■ Work instruction
Scan the entries for lines with the word "state", then copy those lines.

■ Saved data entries
◇ ◇ ◇ ◇ ◇

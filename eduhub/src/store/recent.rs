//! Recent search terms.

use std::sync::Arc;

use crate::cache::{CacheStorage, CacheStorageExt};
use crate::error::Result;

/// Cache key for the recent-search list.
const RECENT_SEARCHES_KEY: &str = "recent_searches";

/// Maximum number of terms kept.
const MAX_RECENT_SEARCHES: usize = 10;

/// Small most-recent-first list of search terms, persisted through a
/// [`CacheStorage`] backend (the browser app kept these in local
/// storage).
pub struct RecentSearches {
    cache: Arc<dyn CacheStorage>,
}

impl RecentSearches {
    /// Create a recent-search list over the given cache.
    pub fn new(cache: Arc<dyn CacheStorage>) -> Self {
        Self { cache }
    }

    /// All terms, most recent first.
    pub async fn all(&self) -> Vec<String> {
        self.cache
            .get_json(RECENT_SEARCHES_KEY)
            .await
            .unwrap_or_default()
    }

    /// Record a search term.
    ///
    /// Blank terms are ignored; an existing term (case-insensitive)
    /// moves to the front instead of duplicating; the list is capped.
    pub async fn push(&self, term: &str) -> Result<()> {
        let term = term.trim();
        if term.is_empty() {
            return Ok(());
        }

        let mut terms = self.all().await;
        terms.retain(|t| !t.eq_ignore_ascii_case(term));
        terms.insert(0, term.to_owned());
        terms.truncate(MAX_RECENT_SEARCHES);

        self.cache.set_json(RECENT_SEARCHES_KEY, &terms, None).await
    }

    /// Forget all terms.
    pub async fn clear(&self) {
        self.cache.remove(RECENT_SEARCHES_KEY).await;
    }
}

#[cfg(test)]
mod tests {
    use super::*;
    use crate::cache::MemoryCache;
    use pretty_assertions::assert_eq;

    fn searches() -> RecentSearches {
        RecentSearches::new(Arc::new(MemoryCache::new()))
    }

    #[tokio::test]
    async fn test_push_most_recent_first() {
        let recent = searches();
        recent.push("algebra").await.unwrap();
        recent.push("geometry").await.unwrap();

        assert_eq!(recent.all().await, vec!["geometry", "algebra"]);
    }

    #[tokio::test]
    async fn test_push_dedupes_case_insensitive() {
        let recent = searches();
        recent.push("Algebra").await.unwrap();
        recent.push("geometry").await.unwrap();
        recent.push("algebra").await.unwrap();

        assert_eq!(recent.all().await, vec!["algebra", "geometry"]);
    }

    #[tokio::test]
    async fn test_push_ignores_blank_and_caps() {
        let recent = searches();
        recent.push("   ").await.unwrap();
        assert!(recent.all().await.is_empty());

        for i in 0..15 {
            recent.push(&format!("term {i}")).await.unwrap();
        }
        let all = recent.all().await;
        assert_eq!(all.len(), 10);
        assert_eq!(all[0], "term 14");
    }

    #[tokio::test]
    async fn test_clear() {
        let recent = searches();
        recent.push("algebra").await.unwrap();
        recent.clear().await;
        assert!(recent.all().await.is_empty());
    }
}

◇ ◇ ◇ ◇ ◇

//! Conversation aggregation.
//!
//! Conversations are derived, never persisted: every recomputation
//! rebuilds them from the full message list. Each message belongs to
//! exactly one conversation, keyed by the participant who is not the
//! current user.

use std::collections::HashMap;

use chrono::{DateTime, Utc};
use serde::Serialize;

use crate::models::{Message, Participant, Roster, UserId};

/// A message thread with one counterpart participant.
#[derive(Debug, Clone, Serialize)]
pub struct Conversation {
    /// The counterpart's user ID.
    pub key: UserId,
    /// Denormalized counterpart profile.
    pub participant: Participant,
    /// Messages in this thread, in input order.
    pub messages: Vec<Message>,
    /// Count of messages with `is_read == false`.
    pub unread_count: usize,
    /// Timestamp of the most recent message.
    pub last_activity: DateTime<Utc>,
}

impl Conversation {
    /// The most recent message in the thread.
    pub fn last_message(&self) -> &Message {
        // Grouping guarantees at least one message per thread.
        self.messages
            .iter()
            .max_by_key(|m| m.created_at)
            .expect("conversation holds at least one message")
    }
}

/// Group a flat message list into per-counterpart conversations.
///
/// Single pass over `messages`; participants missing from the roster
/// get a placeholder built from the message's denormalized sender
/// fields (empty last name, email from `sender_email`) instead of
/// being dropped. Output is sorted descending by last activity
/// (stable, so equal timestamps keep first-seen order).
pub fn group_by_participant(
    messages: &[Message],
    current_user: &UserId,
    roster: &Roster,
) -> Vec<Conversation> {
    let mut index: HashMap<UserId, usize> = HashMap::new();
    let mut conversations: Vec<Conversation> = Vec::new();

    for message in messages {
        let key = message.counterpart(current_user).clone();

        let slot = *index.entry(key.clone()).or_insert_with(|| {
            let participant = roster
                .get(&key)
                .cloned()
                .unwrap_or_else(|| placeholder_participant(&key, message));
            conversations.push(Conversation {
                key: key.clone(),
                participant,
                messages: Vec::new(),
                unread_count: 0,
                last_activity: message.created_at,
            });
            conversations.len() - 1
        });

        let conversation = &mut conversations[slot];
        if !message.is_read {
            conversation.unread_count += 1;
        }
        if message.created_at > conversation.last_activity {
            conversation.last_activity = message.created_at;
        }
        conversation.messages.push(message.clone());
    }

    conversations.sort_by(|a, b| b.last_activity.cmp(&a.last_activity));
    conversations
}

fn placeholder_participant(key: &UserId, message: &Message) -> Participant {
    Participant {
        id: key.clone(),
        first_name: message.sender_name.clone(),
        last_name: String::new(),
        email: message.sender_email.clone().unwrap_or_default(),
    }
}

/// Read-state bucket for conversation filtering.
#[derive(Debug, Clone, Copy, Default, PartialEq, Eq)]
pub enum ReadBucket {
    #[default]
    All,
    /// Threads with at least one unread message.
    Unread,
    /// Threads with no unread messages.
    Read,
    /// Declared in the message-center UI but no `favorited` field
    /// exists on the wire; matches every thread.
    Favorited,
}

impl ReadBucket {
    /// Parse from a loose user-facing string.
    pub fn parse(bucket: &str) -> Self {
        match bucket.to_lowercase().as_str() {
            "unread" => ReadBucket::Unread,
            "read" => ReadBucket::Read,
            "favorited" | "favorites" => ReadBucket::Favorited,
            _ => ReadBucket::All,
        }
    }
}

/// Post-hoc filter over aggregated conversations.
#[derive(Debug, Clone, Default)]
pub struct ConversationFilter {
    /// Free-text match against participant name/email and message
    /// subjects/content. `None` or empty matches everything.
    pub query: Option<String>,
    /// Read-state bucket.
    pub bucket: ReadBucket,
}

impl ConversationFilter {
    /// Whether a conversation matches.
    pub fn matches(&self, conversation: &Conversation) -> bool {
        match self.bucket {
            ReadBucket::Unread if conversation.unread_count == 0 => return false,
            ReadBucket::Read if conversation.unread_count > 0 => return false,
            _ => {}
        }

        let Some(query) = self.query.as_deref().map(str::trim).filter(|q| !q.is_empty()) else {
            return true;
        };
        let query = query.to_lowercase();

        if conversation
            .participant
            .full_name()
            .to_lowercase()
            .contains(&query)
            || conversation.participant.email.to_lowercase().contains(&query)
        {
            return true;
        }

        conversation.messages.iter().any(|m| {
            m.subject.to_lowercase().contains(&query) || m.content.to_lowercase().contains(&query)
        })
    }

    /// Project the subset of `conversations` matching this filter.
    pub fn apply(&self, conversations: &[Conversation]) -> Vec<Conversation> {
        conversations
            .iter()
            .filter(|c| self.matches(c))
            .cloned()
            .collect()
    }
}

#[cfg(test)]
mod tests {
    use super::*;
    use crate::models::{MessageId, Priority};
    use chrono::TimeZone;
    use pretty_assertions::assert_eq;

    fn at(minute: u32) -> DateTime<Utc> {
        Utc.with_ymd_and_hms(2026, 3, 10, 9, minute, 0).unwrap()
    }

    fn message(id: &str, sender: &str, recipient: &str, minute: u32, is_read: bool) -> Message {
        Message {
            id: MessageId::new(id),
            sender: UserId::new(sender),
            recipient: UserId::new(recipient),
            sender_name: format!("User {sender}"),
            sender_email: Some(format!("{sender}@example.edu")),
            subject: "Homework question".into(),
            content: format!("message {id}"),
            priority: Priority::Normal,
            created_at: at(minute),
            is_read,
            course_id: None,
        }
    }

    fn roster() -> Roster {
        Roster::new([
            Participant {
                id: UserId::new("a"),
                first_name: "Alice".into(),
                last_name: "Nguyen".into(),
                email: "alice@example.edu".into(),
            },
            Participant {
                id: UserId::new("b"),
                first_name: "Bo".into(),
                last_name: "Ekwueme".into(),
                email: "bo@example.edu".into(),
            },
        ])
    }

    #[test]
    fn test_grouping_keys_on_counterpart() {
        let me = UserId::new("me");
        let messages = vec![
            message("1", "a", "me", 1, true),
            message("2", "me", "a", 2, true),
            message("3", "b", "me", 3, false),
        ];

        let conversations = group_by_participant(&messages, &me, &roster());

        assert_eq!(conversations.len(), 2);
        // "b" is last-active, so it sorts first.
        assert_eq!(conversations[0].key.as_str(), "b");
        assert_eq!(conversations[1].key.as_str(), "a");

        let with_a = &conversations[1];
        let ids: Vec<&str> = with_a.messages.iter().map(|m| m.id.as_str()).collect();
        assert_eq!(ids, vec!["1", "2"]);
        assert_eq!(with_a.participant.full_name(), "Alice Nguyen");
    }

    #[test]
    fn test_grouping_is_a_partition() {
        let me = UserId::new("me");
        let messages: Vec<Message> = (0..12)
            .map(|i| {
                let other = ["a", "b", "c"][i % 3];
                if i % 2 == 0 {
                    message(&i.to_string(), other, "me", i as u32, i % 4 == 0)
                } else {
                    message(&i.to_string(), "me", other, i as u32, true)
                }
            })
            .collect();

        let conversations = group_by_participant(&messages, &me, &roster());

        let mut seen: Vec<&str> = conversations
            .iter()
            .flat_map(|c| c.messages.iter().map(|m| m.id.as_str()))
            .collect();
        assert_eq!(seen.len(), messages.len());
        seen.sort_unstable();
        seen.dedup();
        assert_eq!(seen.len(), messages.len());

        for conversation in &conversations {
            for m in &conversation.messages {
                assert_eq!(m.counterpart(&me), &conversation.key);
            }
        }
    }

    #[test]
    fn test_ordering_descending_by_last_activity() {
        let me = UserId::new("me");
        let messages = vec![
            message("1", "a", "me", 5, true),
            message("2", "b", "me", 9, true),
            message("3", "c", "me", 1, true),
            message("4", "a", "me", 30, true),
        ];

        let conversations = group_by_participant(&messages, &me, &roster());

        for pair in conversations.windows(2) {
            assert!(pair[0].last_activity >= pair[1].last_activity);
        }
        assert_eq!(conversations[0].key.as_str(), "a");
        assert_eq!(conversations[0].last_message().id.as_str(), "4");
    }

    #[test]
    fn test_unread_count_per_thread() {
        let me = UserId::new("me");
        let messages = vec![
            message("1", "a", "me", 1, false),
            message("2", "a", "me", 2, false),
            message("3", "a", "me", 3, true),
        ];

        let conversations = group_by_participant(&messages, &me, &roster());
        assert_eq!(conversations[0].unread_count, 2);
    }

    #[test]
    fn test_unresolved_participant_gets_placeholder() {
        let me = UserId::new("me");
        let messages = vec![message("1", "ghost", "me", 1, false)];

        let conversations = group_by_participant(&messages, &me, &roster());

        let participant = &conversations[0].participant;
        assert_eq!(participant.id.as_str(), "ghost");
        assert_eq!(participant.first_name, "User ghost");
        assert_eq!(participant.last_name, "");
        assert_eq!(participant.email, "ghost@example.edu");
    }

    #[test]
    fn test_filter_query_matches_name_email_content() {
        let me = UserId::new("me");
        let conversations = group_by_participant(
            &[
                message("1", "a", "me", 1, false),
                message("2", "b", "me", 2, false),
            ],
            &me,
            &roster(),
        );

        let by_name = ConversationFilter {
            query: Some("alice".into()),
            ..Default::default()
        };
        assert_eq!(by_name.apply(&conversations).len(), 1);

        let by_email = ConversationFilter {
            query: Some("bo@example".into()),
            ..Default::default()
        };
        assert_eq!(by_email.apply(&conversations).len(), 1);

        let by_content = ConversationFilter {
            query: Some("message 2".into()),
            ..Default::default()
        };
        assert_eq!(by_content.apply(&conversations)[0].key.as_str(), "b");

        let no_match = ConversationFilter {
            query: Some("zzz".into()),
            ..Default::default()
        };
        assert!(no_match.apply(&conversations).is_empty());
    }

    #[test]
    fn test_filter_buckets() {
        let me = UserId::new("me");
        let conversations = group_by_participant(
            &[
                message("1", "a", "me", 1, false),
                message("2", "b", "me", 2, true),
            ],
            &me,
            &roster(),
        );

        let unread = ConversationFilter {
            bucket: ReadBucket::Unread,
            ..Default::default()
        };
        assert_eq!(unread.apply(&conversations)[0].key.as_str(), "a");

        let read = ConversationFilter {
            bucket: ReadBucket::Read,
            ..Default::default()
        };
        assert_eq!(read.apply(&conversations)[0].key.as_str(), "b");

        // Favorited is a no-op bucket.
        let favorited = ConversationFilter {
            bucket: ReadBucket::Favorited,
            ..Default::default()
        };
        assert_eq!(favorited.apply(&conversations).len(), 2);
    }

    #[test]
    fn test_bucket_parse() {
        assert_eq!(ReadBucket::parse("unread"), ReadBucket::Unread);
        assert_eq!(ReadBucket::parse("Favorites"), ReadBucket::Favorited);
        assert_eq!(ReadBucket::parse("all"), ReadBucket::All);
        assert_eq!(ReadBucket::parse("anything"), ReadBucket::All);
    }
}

◇ ◇ ◇ ◇ ◇

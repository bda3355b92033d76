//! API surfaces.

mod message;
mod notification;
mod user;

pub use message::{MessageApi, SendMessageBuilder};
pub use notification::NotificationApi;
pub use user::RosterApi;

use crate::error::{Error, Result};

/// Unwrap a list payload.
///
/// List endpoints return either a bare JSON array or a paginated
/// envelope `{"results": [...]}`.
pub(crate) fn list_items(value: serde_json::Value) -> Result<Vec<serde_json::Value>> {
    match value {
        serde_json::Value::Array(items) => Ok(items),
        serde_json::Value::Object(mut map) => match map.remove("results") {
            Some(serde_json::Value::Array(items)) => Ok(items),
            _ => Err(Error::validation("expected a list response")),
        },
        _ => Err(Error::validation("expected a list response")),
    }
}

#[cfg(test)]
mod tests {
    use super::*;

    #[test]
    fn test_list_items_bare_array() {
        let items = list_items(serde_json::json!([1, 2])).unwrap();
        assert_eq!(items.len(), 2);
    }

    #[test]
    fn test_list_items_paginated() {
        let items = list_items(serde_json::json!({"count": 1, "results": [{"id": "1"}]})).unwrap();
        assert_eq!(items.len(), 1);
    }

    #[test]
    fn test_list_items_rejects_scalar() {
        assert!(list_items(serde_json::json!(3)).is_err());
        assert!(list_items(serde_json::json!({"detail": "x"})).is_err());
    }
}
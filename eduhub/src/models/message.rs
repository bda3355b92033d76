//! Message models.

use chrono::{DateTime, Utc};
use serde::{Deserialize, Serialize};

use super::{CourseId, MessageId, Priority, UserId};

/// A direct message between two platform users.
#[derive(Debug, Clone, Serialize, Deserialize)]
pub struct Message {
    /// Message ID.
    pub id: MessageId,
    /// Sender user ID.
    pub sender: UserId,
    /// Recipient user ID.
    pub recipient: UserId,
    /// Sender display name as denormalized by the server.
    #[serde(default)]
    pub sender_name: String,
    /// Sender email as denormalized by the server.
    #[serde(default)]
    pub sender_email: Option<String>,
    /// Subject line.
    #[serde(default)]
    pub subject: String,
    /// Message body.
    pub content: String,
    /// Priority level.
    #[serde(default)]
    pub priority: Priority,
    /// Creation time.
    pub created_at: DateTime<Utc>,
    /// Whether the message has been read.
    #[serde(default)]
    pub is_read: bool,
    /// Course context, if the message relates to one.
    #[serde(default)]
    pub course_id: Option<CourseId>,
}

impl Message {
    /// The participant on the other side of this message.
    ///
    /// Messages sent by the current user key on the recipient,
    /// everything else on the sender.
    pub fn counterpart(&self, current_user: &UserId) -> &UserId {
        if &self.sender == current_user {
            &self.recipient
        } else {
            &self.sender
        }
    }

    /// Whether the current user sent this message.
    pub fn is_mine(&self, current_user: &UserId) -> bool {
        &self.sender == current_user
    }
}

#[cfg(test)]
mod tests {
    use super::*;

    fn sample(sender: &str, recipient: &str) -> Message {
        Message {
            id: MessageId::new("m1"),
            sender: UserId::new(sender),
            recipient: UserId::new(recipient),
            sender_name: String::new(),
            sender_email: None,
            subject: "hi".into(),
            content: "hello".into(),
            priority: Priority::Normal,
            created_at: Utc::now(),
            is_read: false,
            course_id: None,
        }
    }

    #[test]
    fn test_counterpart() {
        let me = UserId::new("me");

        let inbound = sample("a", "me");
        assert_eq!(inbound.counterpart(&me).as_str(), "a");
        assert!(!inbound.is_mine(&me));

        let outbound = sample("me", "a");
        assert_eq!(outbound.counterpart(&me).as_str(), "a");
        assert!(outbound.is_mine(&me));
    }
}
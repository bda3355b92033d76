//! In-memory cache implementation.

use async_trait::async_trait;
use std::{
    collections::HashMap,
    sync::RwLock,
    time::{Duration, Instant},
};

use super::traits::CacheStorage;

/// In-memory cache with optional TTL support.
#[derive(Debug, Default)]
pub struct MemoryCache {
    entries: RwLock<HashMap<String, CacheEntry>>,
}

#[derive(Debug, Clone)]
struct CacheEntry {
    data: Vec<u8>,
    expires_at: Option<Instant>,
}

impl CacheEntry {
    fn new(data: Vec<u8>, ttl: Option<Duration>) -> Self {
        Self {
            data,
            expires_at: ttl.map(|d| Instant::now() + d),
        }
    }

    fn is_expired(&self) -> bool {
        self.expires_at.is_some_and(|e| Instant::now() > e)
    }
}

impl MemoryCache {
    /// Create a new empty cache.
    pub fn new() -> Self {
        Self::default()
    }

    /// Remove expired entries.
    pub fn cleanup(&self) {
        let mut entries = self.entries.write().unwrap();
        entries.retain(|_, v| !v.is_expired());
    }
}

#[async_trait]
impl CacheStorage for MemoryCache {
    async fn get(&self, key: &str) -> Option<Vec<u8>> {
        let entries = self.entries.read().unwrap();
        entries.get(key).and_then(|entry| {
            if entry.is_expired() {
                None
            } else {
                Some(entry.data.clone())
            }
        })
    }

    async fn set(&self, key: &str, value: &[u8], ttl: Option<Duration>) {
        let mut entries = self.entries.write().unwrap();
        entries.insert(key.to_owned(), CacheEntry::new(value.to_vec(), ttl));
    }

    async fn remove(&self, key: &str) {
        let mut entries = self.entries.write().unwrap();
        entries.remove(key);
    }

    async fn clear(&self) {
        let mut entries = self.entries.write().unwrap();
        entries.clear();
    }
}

◇ ◇ ◇ ◇ ◇

■ Task output
/// Read-state bucket for conversation filtering.
    /// Read-state bucket.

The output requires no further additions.